S'approchant de Laura, il la saisit par le bras sans trop de douceur :

- Que faites-vous là? J'avais ordonné qu'on vous tienne à l'écart de ceci.

- Je n'ai pas pu l'en empêcher, plaida Biret. Les braillements des soldats l'ont réveillée et elle a voulu sortir à toute force. Je n'ai pas osé me montrer brutal...

Laura, elle, ne l'écoutait pas. Elle se laissait emmener, en tournant la tête dans la direction des hommes qui emportaient Josse.

- Vous l'avez tué? exhala-t-elle enfin sans changer de position.

- Vous avez entendu le médecin : il vit encore... Et soudain, la colère emporta Batz. Saisissant la jeune femme par les deux bras pour l'obliger à lui faire face, il gronda :

- Si cela vous cause tant de peine, allez donc le retrouver votre assassin de mari ! Soignez-le, dorlotez-le et, s'il en réchappe, ne manquez pas de tomber à ses pieds en lui demandant pardon d'être encore vivante !

- Mais...

- Mais quoi ? Vous l'aimez toujours ! C'est écrit en toutes lettres sur votre visage! Alors, rejoignez-le... et bonne chance !

Il la repoussa si brutalement qu'elle fût tombée dans la boue si Pitou ne s'était trouvé là pour la retenir et protester :

- Qu'est-ce qui vous prend, baron ? Ce n'est pas une façon de traiter une dame ! Cela ne vous ressemble pas !

- Vous avez raison... Veuillez me pardonner... marquise ! J'ai cru agir au mieux pour tous, mais apparemment je me suis trompé, je vous rends votre liberté...

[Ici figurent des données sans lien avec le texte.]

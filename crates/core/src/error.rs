use crate::validator::ValidationErrors;

#[derive(Debug, thiserror::Error)]
pub enum CoreError {
    #[error("Invalid identifier: {0:?}")]
    InvalidId(String),

    #[error("Invalid runtime format: {0:?}")]
    InvalidRuntimeFormat(String),

    #[error("Validation failed for {} field(s)", .0.len())]
    Validation(ValidationErrors),
}
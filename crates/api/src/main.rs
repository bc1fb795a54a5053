use std::net::SocketAddr;
use std::sync::Arc;
use std::time::Duration;

use tracing_subscriber::{layer::SubscriberExt, util::SubscriberInitExt};

use marquee_api::config::{ServerConfig, StoreBackend};
use marquee_api::router::build_app_router;
use marquee_api::state::AppState;
use marquee_db::repositories::MovieRepo;
use marquee_db::store::{MemoryMovieStore, MovieStore, PgMovieStore};

#[tokio::main]
async fn main() {
    dotenvy::dotenv().ok();

    // --- Tracing ---
    tracing_subscriber::registry()
        .with(
            tracing_subscriber::EnvFilter::try_from_default_env()
                .unwrap_or_else(|_| "marquee_api=debug,marquee_db=debug,tower_http=debug".into()),
        )
        .with(tracing_subscriber::fmt::layer())
        .init();

    // --- Configuration ---
    let config = ServerConfig::from_env();
    tracing::info!(
        host = %config.host,
        port = %config.port,
        backend = ?config.store_backend,
        "Loaded server configuration"
    );

    // --- Store ---
    let store: Arc<dyn MovieStore> = match config.store_backend {
        StoreBackend::Postgres => {
            let database_url = std::env::var("DATABASE_URL").expect("DATABASE_URL must be set");

            let pool = marquee_db::create_pool(&database_url, config.db_max_connections)
                .await
                .expect("Failed to connect to database");
            tracing::info!("Database connection pool created");

            marquee_db::health_check(&pool)
                .await
                .expect("Database health check failed");
            tracing::info!("Database health check passed");

            marquee_db::run_migrations(&pool)
                .await
                .expect("Failed to run database migrations");
            tracing::info!("Database migrations applied");

            Arc::new(PgMovieStore::new(pool))
        }
        StoreBackend::Memory => {
            tracing::warn!("Using in-memory store; movies will not survive a restart");
            Arc::new(MemoryMovieStore::new())
        }
    };

    // --- App state ---
    let movies = MovieRepo::with_timeout(store, Duration::from_secs(config.store_timeout_secs));
    let state = AppState {
        movies,
        config: Arc::new(config.clone()),
    };

    // --- Router ---
    let app = build_app_router(state, &config);

    // --- Start server ---
    let addr = SocketAddr::new(
        config.host.parse().expect("Invalid HOST address"),
        config.port,
    );
    tracing::info!(%addr, "Starting server");

    let listener = tokio::net::TcpListener::bind(addr)
        .await
        .expect("Failed to bind to address");

    axum::serve(listener, app)
        .with_graceful_shutdown(shutdown_signal())
        .await
        .expect("Server error");

    tracing::info!("Graceful shutdown complete");
}

/// Wait for a termination signal to initiate graceful shutdown.
///
/// Handles both SIGINT (Ctrl-C) and SIGTERM (on Unix).
async fn shutdown_signal() {
    let ctrl_c = async {
        tokio::signal::ctrl_c()
            .await
            .expect("Failed to install Ctrl-C handler");
    };

    #[cfg(unix)]
    let terminate = async {
        tokio::signal::unix::signal(tokio::signal::unix::SignalKind::terminate())
            .expect("Failed to install SIGTERM handler")
            .recv()
            .await;
    };

    #[cfg(not(unix))]
    let terminate = std::future::pending::<()>();

    tokio::select! {
        () = ctrl_c => {
            tracing::info!("Received SIGINT (Ctrl-C), starting graceful shutdown");
        }
        () = terminate => {
            tracing::info!("Received SIGTERM, starting graceful shutdown");
        }
    }
}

- Je n'en veux pas, murmura la jeune femme qui se ressaisissait. Et notre pacte tient toujours si vous le voulez bien ! Accordez-moi seulement une faiblesse due à une extrême surprise. Et, par pitié, ne m'appelez plus marquise ! ajouta-t-elle dans une brusque explosion de colère. Rien n'est changé.

Il la regarda au fond des yeux comme s'il cherchait à en arracher la vérité de son âme profonde puis, se penchant un peu, il prit sa main pour y poser un baiser léger :

- Comme il vous plaira!... Allons nous reposer à présent! Nous en avons tous besoin...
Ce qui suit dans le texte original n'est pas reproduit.